Whether the initialization of that TLS slot is your responsibility or the 3rd party DLL's responsibility, I don't know.
It looks like GetThreadValue() has some additional protections such that it'll return a NULL pointer in the release build for an uninitialized slot (though I'm not sure that this would be guaranteed) - I'd bet that the 3rd party DLL relies on that behavior (ie., it checks for a NULL return) so no crash occurs in release builds. Note that the vendor might be using the CThreadSlotData class indirectly (the stack trace would give a clue about this), so they might not be aware of its expectations.
engaging psychic debugging
The fact that it runs in release mode fine and crashes in debug mode leads me to believe that you've somehow managed to reference, specifically, the release version of that DLL (mfc90u.dll), rather than referencing the library itself and allowing the linker to decide which version to import.
You may not be using MFC for anything in this app, but if it's building as an MFC application, you will get all of the MFC stuff whether you want it or not (which means you also have to solve the MFC dependency problem and ship the MFC DLLs with your app).
Do you have a stack trace you can post? It might have some helpful information.
If the 3rd party DLL is still actively supported by the vendor, then the first thing you should do is see if you can have the same problem occur with a very simple program that you can send to the vendor and ask them to fix it.
If the vendor is not available or responsive enough:
If you have source of the 3rd party DLL and can easily build your own version, you have probably the best way to debug this (short of getting the vendor to support you).
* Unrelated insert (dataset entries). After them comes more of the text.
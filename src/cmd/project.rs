//! Project setup and inspection: `swarm init`, `swarm agents`, `swarm config`.

use anyhow::{Context, Result};
use console::style;
use std::path::Path;

use swarm::config::{CONFIG_FILE, SwarmConfig, init_config};
use swarm::worker::Role;

pub fn cmd_init(project_dir: &Path, force: bool) -> Result<()> {
    let path = init_config(project_dir, force)?;
    let config = SwarmConfig::load(project_dir);

    println!();
    println!("{} Created {}", style("✓").green(), path.display());
    println!(
        "{} Workspace at {}",
        style("✓").green(),
        config.workspace(project_dir).display()
    );
    println!();
    println!("Next: swarm run \"<task>\"");
    Ok(())
}

pub fn cmd_agents(project_dir: &Path) -> Result<()> {
    let config = SwarmConfig::load(project_dir);

    println!();
    println!("{}", style("Agents").bold().cyan());
    println!("──────");
    println!("{:<11} {:<8} {:<6} Description", "Name", "Enabled", "Turns");

    for role in Role::ALL {
        let overrides = config.agents.get(role.name());
        let enabled = config.agent_enabled(role.name());
        let turns = overrides
            .and_then(|o| o.max_turns)
            .unwrap_or_else(|| role.max_turns());
        let marker = if enabled {
            style("yes").green()
        } else {
            style("no").dim()
        };
        println!(
            "{:<11} {:<8} {:<6} {}",
            role.name(),
            marker,
            turns,
            role.description()
        );
    }

    if !config.custom_agents.is_empty() {
        println!();
        println!("{}", style("Custom agents").bold());
        for (name, custom) in &config.custom_agents {
            let first_line = custom.system_prompt.lines().next().unwrap_or("");
            println!("{:<20} {}", name, style(first_line).dim());
        }
    }
    println!();
    Ok(())
}

pub fn cmd_config(project_dir: &Path) -> Result<()> {
    let config = SwarmConfig::load(project_dir);
    let path = project_dir.join(CONFIG_FILE);

    println!();
    println!("{}", style("Swarm Configuration").bold().cyan());
    println!("───────────────────");
    if path.exists() {
        println!("Config file: {}", path.display());
    } else {
        println!(
            "Config file: {} (not found, using defaults)",
            style(path.display()).dim()
        );
    }
    println!();

    let yaml = serde_yaml::to_string(&config).context("Failed to serialize configuration")?;
    print!("{}", yaml);
    Ok(())
}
Even if you cannot easily build a source-debuggable DLL, you can trace into the constructor's assembly instructions and use the source as a map to help you understand what's going on.
Even if you don't have source for the 3rd party DLL then I think the best course of action is to trace through the constructor for ClassNameFromDll to try to figure out whats going wrong. It might help to compare the instructions path in the Debug build vs. the Release build.
MFC source is distributed with MSVC (probably not with the Express version, but I think with all other versions) so when you get in to the MFC DLL's code you might find the source to be useful in helping to figure out what's going on.